I’m in a kind of reflective mood today, a bit of thinking about the past, and wondering how the kids of today will grow up. Will they be ready and able to rule our country and our Christian churches in the future?They will probably do a better job than the presidential candidates of today. At least I hope so. I often wonder if technology isn’t the culprit? I know regular face to face conversation just doesn’t exist anymore. At least at my home it doesn’t! The children and grandchildren come in and take out their smart phones and play with them until it’s time to go home. That probably isn’t completely true, but you get the picture. Everyone knows everything about everyone in the world, at least that’s what they say. I don’t know if anyone knows who THEY are though.
We have everything that runs like a clock, that is as long as we have electricity. What in the world would we do without it? And we hear that it is possible now for someone who doesn’t care particularly for America to take our electricity down very easily. What on earth would we do if we couldn’t charge our computers, tablets or smart phones?

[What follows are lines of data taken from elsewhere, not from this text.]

//! Progress reporting for pipeline execution

use colored::Colorize;
use indicatif::{MultiProgress, ProgressBar, ProgressStyle};
use panel_application::ports::progress::ProgressNotifier;
use panel_domain::Phase;
use std::sync::Mutex;

/// Reports progress during a pipeline run with progress bars
pub struct ProgressReporter {
    multi: MultiProgress,
    phase_bar: Mutex<Option<ProgressBar>>,
}

impl ProgressReporter {
    pub fn new() -> Self {
        Self {
            multi: MultiProgress::new(),
            phase_bar: Mutex::new(None),
        }
    }

    fn phase_style() -> ProgressStyle {
        ProgressStyle::default_bar()
            .template("{spinner:.green} {prefix:.bold.cyan} [{bar:30.cyan/blue}] {pos}/{len} {msg}")
            .unwrap_or_else(|_| ProgressStyle::default_bar())
            .progress_chars("=>-")
    }
}

impl Default for ProgressReporter {
    fn default() -> Self {
        Self::new()
    }
}

impl ProgressNotifier for ProgressReporter {
    fn on_phase_start(&self, phase: &Phase, total_tasks: usize) {
        let pb = self.multi.add(ProgressBar::new(total_tasks as u64));
        pb.set_style(Self::phase_style());
        pb.set_prefix(phase.display_name().to_string());
        pb.set_message("Starting...");

        if let Ok(mut slot) = self.phase_bar.lock() {
            *slot = Some(pb);
        }
    }

    fn on_task_complete(&self, _phase: &Phase, label: &str, success: bool) {
        if let Ok(slot) = self.phase_bar.lock()
            && let Some(pb) = slot.as_ref()
        {
            let status = if success {
                format!("{} {}", "v".green(), label)
            } else {
                format!("{} {}", "x".red(), label)
            };
            pb.set_message(status);
            pb.inc(1);
        }
    }

    fn on_phase_complete(&self, phase: &Phase) {
        if let Ok(mut slot) = self.phase_bar.lock()
            && let Some(pb) = slot.take()
        {
            pb.finish_with_message(format!("{} done", phase.display_name().green()));
        }
    }
}

/// Simple text-based progress (no fancy UI), written to stderr
pub struct SimpleProgress;

impl ProgressNotifier for SimpleProgress {
    fn on_phase_start(&self, phase: &Phase, total_tasks: usize) {
        eprintln!(
            "{} {} ({} tasks)",
            "->".cyan(),
            phase.display_name().bold(),
            total_tasks
        );
    }

    fn on_task_complete(&self, _phase: &Phase, label: &str, success: bool) {
        if success {
            eprintln!("  {} {}", "v".green(), label);
        } else {
            eprintln!("  {} {} (failed)", "x".red(), label);
        }
    }

    fn on_phase_complete(&self, _phase: &Phase) {}
}
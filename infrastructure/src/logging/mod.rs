//! Logging infrastructure: structured operation metrics.
//!
//! - [`JsonlMetricsSink`]: appends one JSON line per pipeline operation

mod jsonl_metrics;

pub use jsonl_metrics::JsonlMetricsSink;
//! CLI entrypoint for Expert Panel
//!
//! This is the main binary that wires together all layers using
//! dependency injection.

use anyhow::{Context, Result, anyhow};
use clap::Parser;
use panel_application::{
    AgentSearchPort, AgentStorePort, AnalyzeQueryUseCase, BehaviorConfig, FindCandidatesUseCase,
    MetricsSink, NoMetrics, NoProgress, ProgressNotifier, RetrievalConfig, RunPanelError,
    RunPanelInput, RunPanelUseCase, SelectAgentError, SelectAgentUseCase,
    SynthesizeResponsesUseCase,
};
use panel_domain::{
    AgentResponse, ResponseSynthesizer, StrategyRegistry, SynthesisContext, SynthesisError,
    UserPreferences,
};
use panel_infrastructure::{
    CircuitBreakerConfig, CircuitBreakerStore, ConfigLoader, FileConfig, InMemoryAgentCatalog,
    JsonlMetricsSink, OpenAiLlmGateway, SupabaseAgentSearch, SupabaseAgentStore, SupabaseClient,
};
use panel_presentation::{
    Cli, Command, ConsoleFormatter, DetailArg, FormatArg, JsonFormatter, OutputFormat,
    OutputFormatter, ProgressReporter,
};
use std::path::Path;
use std::sync::Arc;
use tracing::{error, info, warn};
use tracing_appender::non_blocking::WorkerGuard;
use tracing_subscriber::EnvFilter;

const NO_AGENTS: &str = "No agents available for this question right now. Please try again later.";
const CANNOT_COMBINE: &str = "Could not combine the answers, please rephrase your question.";
const EMPTY_QUESTION: &str = "Please enter a question.";
const PANEL_UNAVAILABLE: &str = "None of the experts could answer right now. Please try again later.";

#[tokio::main]
async fn main() -> Result<()> {
    let cli = Cli::parse();

    let _log_guard = init_logging(cli.verbose, cli.log_file.as_deref())?;

    info!("Starting Expert Panel");

    let config = if cli.no_config {
        ConfigLoader::load_defaults()
    } else {
        ConfigLoader::load(cli.config.as_ref()).map_err(|e| anyhow!("Invalid configuration: {e}"))?
    };
    config.validate().context("Invalid configuration")?;

    if !config.output.color {
        colored::control::set_override(false);
    }

    let output = cli
        .output
        .or_else(|| config.output.format.map(OutputFormat::from))
        .unwrap_or(OutputFormat::Text);
    let formatter: Box<dyn OutputFormatter> = match output {
        OutputFormat::Text => Box::new(ConsoleFormatter),
        OutputFormat::Json => Box::new(JsonFormatter),
    };

    match &cli.command {
        Command::Strategies => {
            println!("{}", formatter.format_strategies(&StrategyRegistry::with_defaults()));
            Ok(())
        }
        Command::Config => {
            for line in ConfigLoader::describe_sources(cli.config.as_ref()) {
                println!("{}", line);
            }
            println!();
            println!("{}", toml::to_string_pretty(&config)?);
            Ok(())
        }
        Command::Synthesize {
            file,
            query,
            strategy,
            format,
            detail,
        } => {
            let responses = read_responses(file)?;
            let context = SynthesisContext {
                query: query.clone(),
                user_preferences: preferences(*format, *detail),
            };
            let use_case = synthesizer(&config, metrics_sink(&config));
            let strategy = strategy.as_deref().or(config.panel.strategy.as_deref());
            let response = use_case
                .execute(&responses, &context, strategy)
                .map_err(|e| user_facing_synthesis(&e))?;
            println!("{}", formatter.format_synthesis(&response));
            Ok(())
        }
        Command::Select { .. } | Command::Panel { .. } => {
            let show_progress = !cli.quiet && output == OutputFormat::Text;
            run_with_backend(&cli, &config, formatter.as_ref(), show_progress).await
        }
    }
}

/// Install the tracing subscriber; the returned guard flushes the log file on drop.
fn init_logging(verbose: u8, log_file: Option<&Path>) -> Result<Option<WorkerGuard>> {
    let filter = match verbose {
        0 => EnvFilter::new("warn"),
        1 => EnvFilter::new("info"),
        2 => EnvFilter::new("debug"),
        _ => EnvFilter::new("trace"), // -vvv or more
    };

    let Some(path) = log_file else {
        tracing_subscriber::fmt()
            .with_env_filter(filter)
            .with_target(false)
            .with_writer(std::io::stderr)
            .init();
        return Ok(None);
    };

    let file_name = path
        .file_name()
        .ok_or_else(|| anyhow!("Log file path has no file name: {}", path.display()))?;
    let directory = path
        .parent()
        .filter(|p| !p.as_os_str().is_empty())
        .unwrap_or_else(|| Path::new("."));
    let (writer, guard) =
        tracing_appender::non_blocking(tracing_appender::rolling::never(directory, file_name));

    tracing_subscriber::fmt()
        .with_env_filter(filter)
        .with_target(false)
        .with_ansi(false)
        .with_writer(writer)
        .init();
    Ok(Some(guard))
}

fn metrics_sink(config: &FileConfig) -> Arc<dyn MetricsSink> {
    match &config.metrics.jsonl_path {
        Some(path) => match JsonlMetricsSink::new(path) {
            Some(sink) => Arc::new(sink),
            None => {
                warn!("Metrics disabled: could not open {}", path.display());
                Arc::new(NoMetrics)
            }
        },
        None => Arc::new(NoMetrics),
    }
}

fn synthesizer(config: &FileConfig, metrics: Arc<dyn MetricsSink>) -> SynthesizeResponsesUseCase {
    let synthesizer =
        ResponseSynthesizer::new(StrategyRegistry::with_defaults()).with_scoring(config.synthesis);
    SynthesizeResponsesUseCase::new(synthesizer).with_metrics(metrics)
}

fn preferences(format: Option<FormatArg>, detail: Option<DetailArg>) -> UserPreferences {
    UserPreferences {
        format: format.map(Into::into),
        detail_level: detail.map(Into::into),
    }
}

fn read_responses(path: &Path) -> Result<Vec<AgentResponse>> {
    let content = std::fs::read_to_string(path)
        .with_context(|| format!("Could not read {}", path.display()))?;
    serde_json::from_str(&content)
        .with_context(|| format!("{} is not a JSON array of agent responses", path.display()))
}

/// Build the agent source from config and run `select` or `panel` against it.
///
/// A local catalog takes precedence over Supabase. The relational tier goes
/// through the circuit breaker; the emergency tier queries the raw store.
async fn run_with_backend(
    cli: &Cli,
    config: &FileConfig,
    formatter: &dyn OutputFormatter,
    show_progress: bool,
) -> Result<()> {
    let behavior = BehaviorConfig::from_timeout_seconds(config.behavior.timeout_seconds);
    let breaker = CircuitBreakerConfig::from(&config.circuit_breaker);

    if let Some(path) = &config.catalog.path {
        let catalog = InMemoryAgentCatalog::from_file(path)?;
        info!("Using local agent catalog with {} agents", catalog.len());
        let emergency: Arc<dyn AgentStorePort> = Arc::new(catalog.clone());
        let store = Arc::new(
            CircuitBreakerStore::new(catalog.clone(), breaker).with_timeout(behavior.timeout),
        );
        return run_pipeline(cli, config, Arc::new(catalog), store, emergency, formatter, show_progress)
            .await;
    }

    let url = config
        .search
        .supabase_url
        .clone()
        .ok_or_else(|| anyhow!("No agent source configured: set [search] supabase_url or [catalog] path"))?;
    let key = config
        .search
        .api_key()
        .ok_or_else(|| anyhow!("Environment variable {} is not set", config.search.api_key_env))?;
    let client = SupabaseClient::new(url, key, behavior.timeout)?;

    let search = Arc::new(SupabaseAgentSearch::new(
        client.clone(),
        &config.search.rpc_function,
    ));
    let raw_store = SupabaseAgentStore::new(client);
    let emergency: Arc<dyn AgentStorePort> = Arc::new(raw_store.clone());
    let store = Arc::new(CircuitBreakerStore::new(raw_store, breaker).with_timeout(behavior.timeout));
    run_pipeline(cli, config, search, store, emergency, formatter, show_progress).await
}

async fn run_pipeline<S, F>(
    cli: &Cli,
    config: &FileConfig,
    search: Arc<S>,
    store: Arc<F>,
    emergency: Arc<dyn AgentStorePort>,
    formatter: &dyn OutputFormatter,
    show_progress: bool,
) -> Result<()>
where
    S: AgentSearchPort + 'static,
    F: AgentStorePort + 'static,
{
    let behavior = BehaviorConfig::from_timeout_seconds(config.behavior.timeout_seconds);
    let metrics = metrics_sink(config);

    // === Dependency Injection ===
    let gateway = Arc::new(
        OpenAiLlmGateway::from_config(&config.llm, behavior.timeout)
            .context("Could not set up the LLM gateway")?,
    );

    let analyzer = AnalyzeQueryUseCase::new(Arc::clone(&gateway), config.llm.model.clone())
        .with_behavior(behavior.clone())
        .with_metrics(Arc::clone(&metrics));
    let retrieval = RetrievalConfig::default()
        .with_top_k(config.search.top_k)
        .with_min_similarity(config.search.min_similarity)
        .with_emergency_limit(config.search.emergency_limit);
    let retriever = FindCandidatesUseCase::new(search, store)
        .with_emergency_store(emergency)
        .with_config(retrieval)
        .with_behavior(behavior.clone())
        .with_metrics(Arc::clone(&metrics));
    let selector = SelectAgentUseCase::new(analyzer, retriever)
        .with_weights(config.ranking)
        .with_metrics(Arc::clone(&metrics));

    let progress: Box<dyn ProgressNotifier> = if show_progress {
        Box::new(ProgressReporter::new())
    } else {
        Box::new(NoProgress)
    };

    match &cli.command {
        Command::Panel {
            query,
            size,
            strategy,
            format,
            detail,
        } => {
            let mut input = RunPanelInput::new(query.clone())
                .with_panel_size(size.unwrap_or(config.panel.size))
                .with_preferences(preferences(*format, *detail));
            if let Some(name) = strategy.as_ref().or(config.panel.strategy.as_ref()) {
                input = input.with_strategy(name.clone());
            }

            let use_case = RunPanelUseCase::new(
                gateway,
                config.llm.panel_model(),
                selector,
                synthesizer(config, metrics),
            )
            .with_behavior(behavior);
            let outcome = use_case
                .execute_with_progress(input, progress.as_ref())
                .await
                .map_err(|e| user_facing_panel(&e))?;
            println!("{}", formatter.format_panel(&outcome));
        }
        Command::Select { query } => {
            let selection = selector
                .execute_with_progress(query, progress.as_ref())
                .await
                .map_err(|e| user_facing_selection(&e))?;
            println!("{}", formatter.format_selection(&selection));
        }
        _ => {}
    }

    Ok(())
}

fn user_facing_selection(e: &SelectAgentError) -> anyhow::Error {
    error!(error = %e, "Agent selection failed");
    match e {
        SelectAgentError::InvalidQuery(_) => anyhow!(EMPTY_QUESTION),
        SelectAgentError::Selection(_) => anyhow!(NO_AGENTS),
    }
}

fn user_facing_synthesis(e: &SynthesisError) -> anyhow::Error {
    error!(error = %e, "Response synthesis failed");
    anyhow!(CANNOT_COMBINE)
}

fn user_facing_panel(e: &RunPanelError) -> anyhow::Error {
    match e {
        RunPanelError::Selection(e) => user_facing_selection(e),
        RunPanelError::Synthesis(e) => user_facing_synthesis(e),
        RunPanelError::AllAgentsFailed(_) => {
            error!(error = %e, "Panel run failed");
            anyhow!(PANEL_UNAVAILABLE)
        }
    }
}

#[cfg(test)]
mod tests {
    use super::*;
    use panel_domain::{AgentSelectionError, DomainError};

    #[test]
    fn test_user_facing_messages_hide_internals() {
        let e = SelectAgentError::Selection(AgentSelectionError::NoCandidates);
        assert_eq!(user_facing_selection(&e).to_string(), NO_AGENTS);

        let e = SelectAgentError::InvalidQuery(DomainError::InvalidQuery("blank".to_string()));
        assert_eq!(user_facing_selection(&e).to_string(), EMPTY_QUESTION);

        let e = RunPanelError::Synthesis(SynthesisError::NoValidResponses);
        assert_eq!(user_facing_panel(&e).to_string(), CANNOT_COMBINE);

        let e = RunPanelError::AllAgentsFailed(3);
        assert_eq!(user_facing_panel(&e).to_string(), PANEL_UNAVAILABLE);
    }

    #[test]
    fn test_read_responses() {
        let dir = tempfile::tempdir().unwrap();
        let path = dir.path().join("answers.json");
        std::fs::write(
            &path,
            r#"[{"agentId": "cardio", "content": "Lower your salt intake.", "confidence": 0.8}]"#,
        )
        .unwrap();

        let responses = read_responses(&path).unwrap();
        assert_eq!(responses.len(), 1);
        assert_eq!(responses[0].agent_id, "cardio");
    }

    #[test]
    fn test_read_responses_rejects_objects() {
        let dir = tempfile::tempdir().unwrap();
        let path = dir.path().join("answers.json");
        std::fs::write(&path, r#"{"agentId": "cardio"}"#).unwrap();
        assert!(read_responses(&path).is_err());
    }

    #[test]
    fn test_preferences_map_cli_args() {
        let prefs = preferences(Some(FormatArg::Structured), None);
        assert_eq!(prefs.format, Some(panel_domain::ResponseFormat::Structured));
        assert_eq!(prefs.detail_level, None);
    }
}
//! Panel and synthesis configuration from TOML (`[panel]`, `[synthesis]`)

use serde::{Deserialize, Serialize};

/// Raw panel configuration
#[derive(Debug, Clone, Serialize, Deserialize)]
#[serde(default)]
pub struct FilePanelConfig {
    /// Agents asked per panel run
    pub size: usize,
    /// Default synthesis strategy; automatic when unset
    pub strategy: Option<String>,
}

impl Default for FilePanelConfig {
    fn default() -> Self {
        Self {
            size: 3,
            strategy: None,
        }
    }
}

/// Raw behavior configuration from TOML
#[derive(Debug, Clone, Serialize, Deserialize)]
#[serde(default)]
pub struct FileBehaviorConfig {
    /// Timeout in seconds for each external call
    pub timeout_seconds: Option<u64>,
}

impl Default for FileBehaviorConfig {
    fn default() -> Self {
        Self {
            timeout_seconds: Some(30),
        }
    }
}
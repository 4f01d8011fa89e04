//! Core domain concepts shared across all subdomains.
//!
//! - [`model::Model`]: chat-completion models used by the analyzer and panel
//! - [`error::DomainError`]: domain-level errors
//! - [`text`]: tokenisation helpers for the lexical heuristics

pub mod error;
pub mod model;
pub mod text;
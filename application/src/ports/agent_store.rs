//! Relational agent store port
//!
//! A read-only, filterable view over the persisted agents collection used by
//! the fallback retrieval tiers.

use async_trait::async_trait;
use panel_domain::{Agent, AgentQuery};
use thiserror::Error;

/// Errors from the relational store or its circuit breaker
#[derive(Error, Debug, Clone, PartialEq, Eq)]
pub enum StoreError {
    #[error("Agent store query failed: {0}")]
    Query(String),

    /// The circuit breaker is open and rejected the call without trying it
    #[error("Agent store circuit is open")]
    CircuitOpen,

    #[error("Agent store query timed out")]
    Timeout,
}

/// Query access to persisted agents
#[async_trait]
pub trait AgentStorePort: Send + Sync {
    /// Agents matching `query`, ordered by ascending tier and capped at `query.limit`
    async fn query_agents(&self, query: &AgentQuery) -> Result<Vec<Agent>, StoreError>;
}
//! Post-synthesis quality score.
//!
//! The score is computed on a 0-100 point scale and reported as a fraction.
//! It is informational only and never feeds back into strategy choice.

/// Points per unit of synthesized confidence
const CONFIDENCE_POINTS: f64 = 40.0;
/// Points lost per detected conflict
const CONFLICT_PENALTY: f64 = 5.0;
/// Points per participating response
const PARTICIPANT_POINTS: f64 = 2.0;
/// Cap on participant points
const PARTICIPANT_CAP: f64 = 20.0;
/// Points for resolving every detected conflict
const RESOLUTION_POINTS: f64 = 20.0;

/// Quality of a synthesis run, always in `[0, 1]`.
///
/// The resolution rate is `resolved / conflicts`, or 1 when nothing conflicted.
///
/// ```
/// use panel_domain::synthesis::quality_score;
///
/// // 0.8 * 40 + 3 * 2 + 20 = 58 points
/// assert!((quality_score(0.8, 0, 0, 3) - 0.58).abs() < 1e-9);
/// ```
pub fn quality_score(confidence: f64, conflicts: usize, resolved: usize, participants: usize) -> f64 {
    let confidence = if confidence.is_finite() {
        confidence.clamp(0.0, 1.0)
    } else {
        0.0
    };
    let resolution_rate = if conflicts == 0 {
        1.0
    } else {
        resolved.min(conflicts) as f64 / conflicts as f64
    };

    let points = confidence * CONFIDENCE_POINTS - CONFLICT_PENALTY * conflicts as f64
        + (PARTICIPANT_POINTS * participants as f64).min(PARTICIPANT_CAP)
        + RESOLUTION_POINTS * resolution_rate;

    (points / 100.0).clamp(0.0, 1.0)
}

In our little town in Northern Minnesota, we didn’t have electricity! So togetherness was a must! We sat around the table together doing our homework with only a kerosine lamp as our light. We used tablets regularly because that was the paper we wrote on. Wood was our only heat, although we did use coal some of the time. We didn’t have such a thing as radio or television but nearly every home had a piano, and we had more fun just standing around the piano singing the hit songs of that day. Hayrides were fun. We’d sing as we rode along. We had Christmas trees too, but they had candles on them. They were beautiful but you couldn’t let them burn very long! I remember the first time we had those big bulbs on our tree. I thought that was the most beautiful thing I had ever seen.
No, things were not easy. Washing clothes took all day. Gathering the wood or coal for our stoves was hard work for the whole family, and making our clothes with the old sewing machine on which you had to pump with your feet wasn’t easy either. But we did everything together and most of that we made fun. I’m sure that our lifestyle made us the rough and tough folks that many called “The greatest generation”. We are raising a new generation with the high tech to help them out, and I am sure they will do okay because they are Americans too.